After the whole Brock Turner fiasco this summer, there should have been an ensuing national conversation about rape culture, how the culture is dangerous for women, and that it needs to be reformed.
It was fleeting, if there was such a conversation. If I were to highlight some key points, for what we as a nation need to talk about, and rectify in our culture, here is what I would mention:
1) Evil machinations by males involving alcohol.
I don’t personally do this, but I know a lot of guys whose plan is to get girls drunk, so they (the girls) are more willing to have sex with them. Besides being immoral, I don’t understand the logic of it. Wouldn’t consent when a woman is sober mean more than when she is drunk?

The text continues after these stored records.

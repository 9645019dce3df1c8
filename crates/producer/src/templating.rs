// SPDX-License-Identifier: MIT

//! Variant-B `POST /startProcess`: fill a stored definition's task
//! parameter values from caller-supplied `parameters` using Handlebars
//! templates (SPEC_FULL.md §4.3).
//!
//! Each task parameter value in the stored template may contain `{{name}}`
//! placeholders referring to the process's own declared `params`; mandatory
//! params are checked before rendering so a missing required value is
//! reported as a validation error rather than rendering an empty string.

use handlebars::Handlebars;
use procrun_core::{validate, validate_mandatory_params, ProcessDefinition, ValidationError};
use std::collections::HashMap;
use thiserror::Error;

#[derive(Debug, Error)]
pub enum TemplateError {
    #[error("parameter validation failed: {0}")]
    Validation(#[from] ValidationError),
    #[error("template render error in task '{task}' parameter '{param}': {source}")]
    Render {
        task: String,
        param: String,
        #[source]
        source: handlebars::RenderError,
    },
}

/// Render `template.tasks[*].parameters` against `user_params`, returning a
/// fully-materialized definition ready to publish.
pub fn render(
    template: &ProcessDefinition,
    user_params: &HashMap<String, String>,
) -> Result<ProcessDefinition, TemplateError> {
    validate_mandatory_params(template, user_params)?;

    let hb = Handlebars::new();
    let mut rendered = template.clone();
    for task in &mut rendered.tasks {
        for (key, value) in task.parameters.iter_mut() {
            let filled = hb
                .render_template(value, user_params)
                .map_err(|source| TemplateError::Render {
                    task: task.name.clone(),
                    param: key.clone(),
                    source,
                })?;
            *value = filled;
        }
    }
    validate(&mut rendered)?;
    Ok(rendered)
}

#[cfg(test)]
mod tests {
    use super::*;
    use procrun_core::{Param, Task};

    fn template() -> ProcessDefinition {
        ProcessDefinition {
            name: "deploy".into(),
            params: vec![Param {
                name: "target".into(),
                mandatory: true,
                description: String::new(),
                def_value: None,
            }],
            tasks: vec![Task {
                name: "run".into(),
                class: "localCmd".into(),
                parameters: HashMap::from([(
                    "command".to_string(),
                    "deploy --to {{target}}".to_string(),
                )]),
                wait_for: vec![],
            }],
        }
    }

    #[test]
    fn renders_placeholders_from_user_params() {
        let params = HashMap::from([("target".to_string(), "prod".to_string())]);
        let result = render(&template(), &params).unwrap();
        assert_eq!(
            result.tasks[0].parameters.get("command").unwrap(),
            "deploy --to prod"
        );
    }

    #[test]
    fn missing_mandatory_param_is_rejected() {
        let result = render(&template(), &HashMap::new());
        assert!(matches!(result, Err(TemplateError::Validation(_))));
    }

    #[test]
    fn rendered_definition_is_fully_validated_before_publish() {
        let mut bad = template();
        bad.tasks[0].class = "dockerExec".into();
        let params = HashMap::from([("target".to_string(), "prod".to_string())]);
        let result = render(&bad, &params);
        assert!(matches!(
            result,
            Err(TemplateError::Validation(ValidationError::UnknownTaskClass { .. }))
        ));
    }
}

But, I think the guys who go on this path are risking being immoral in their conduct towards women. Because when people are drunk, perceptions are altered. A guy may “perceive” a girl giving the okay, so to speak. He believes the consent goes further than conversation when they’re both intoxicated, but such judgments under the influence of alcohol are inherently suspect. If a guy can’t be trusted to count to 10 when he’s drunk, how can he be trusted to judge if a girl is giving him consent?
2) Objectification.
I think the appreciation of beauty, in either gender, is a good thing. We all have aesthetic preferences, and they are often linked to size, proportion, personality. The problem in my view lies when guys look at a girl in the hallway or cafeteria and say “Damn, nice a**” or some such. I think it’s a very American thing to do – meaning it’s pervaded our culture and become a norm – but it’s unhealthy for our culture. It encourages seeing women as objects, as mere instruments to the guy’s happiness, and I think this eventually leads to very horrible things, such as what we as a nation witnessed this summer.
3) Viewing sex as a game.
It’s a stereotype, but some guys do high five each other when they “score.” The word “score” is a sports word, and shows that guys do not value sex as a very significant thing, but rather think of it as play. I think this demeans the sexual experience for the female in the relationship, for one thing, because sex is thus viewed as an “accomplishment” for the guy, rather than the legitimate expression of mutual intimacy. This last point might be the more controversial, but I think chastity (for guys, especially – it’s unfortunate they are viewed in a positive light when they’ve “scored”) should be made a default cultural expectation, until and unless a really significant person comes along and makes breaking the chastity worth it – at which point a conversation about what level of intimacy is desirable for both, happens. When guys give the concept of sex respect, then they’ll see consent in a completely different light – one of critical importance – than they do right now.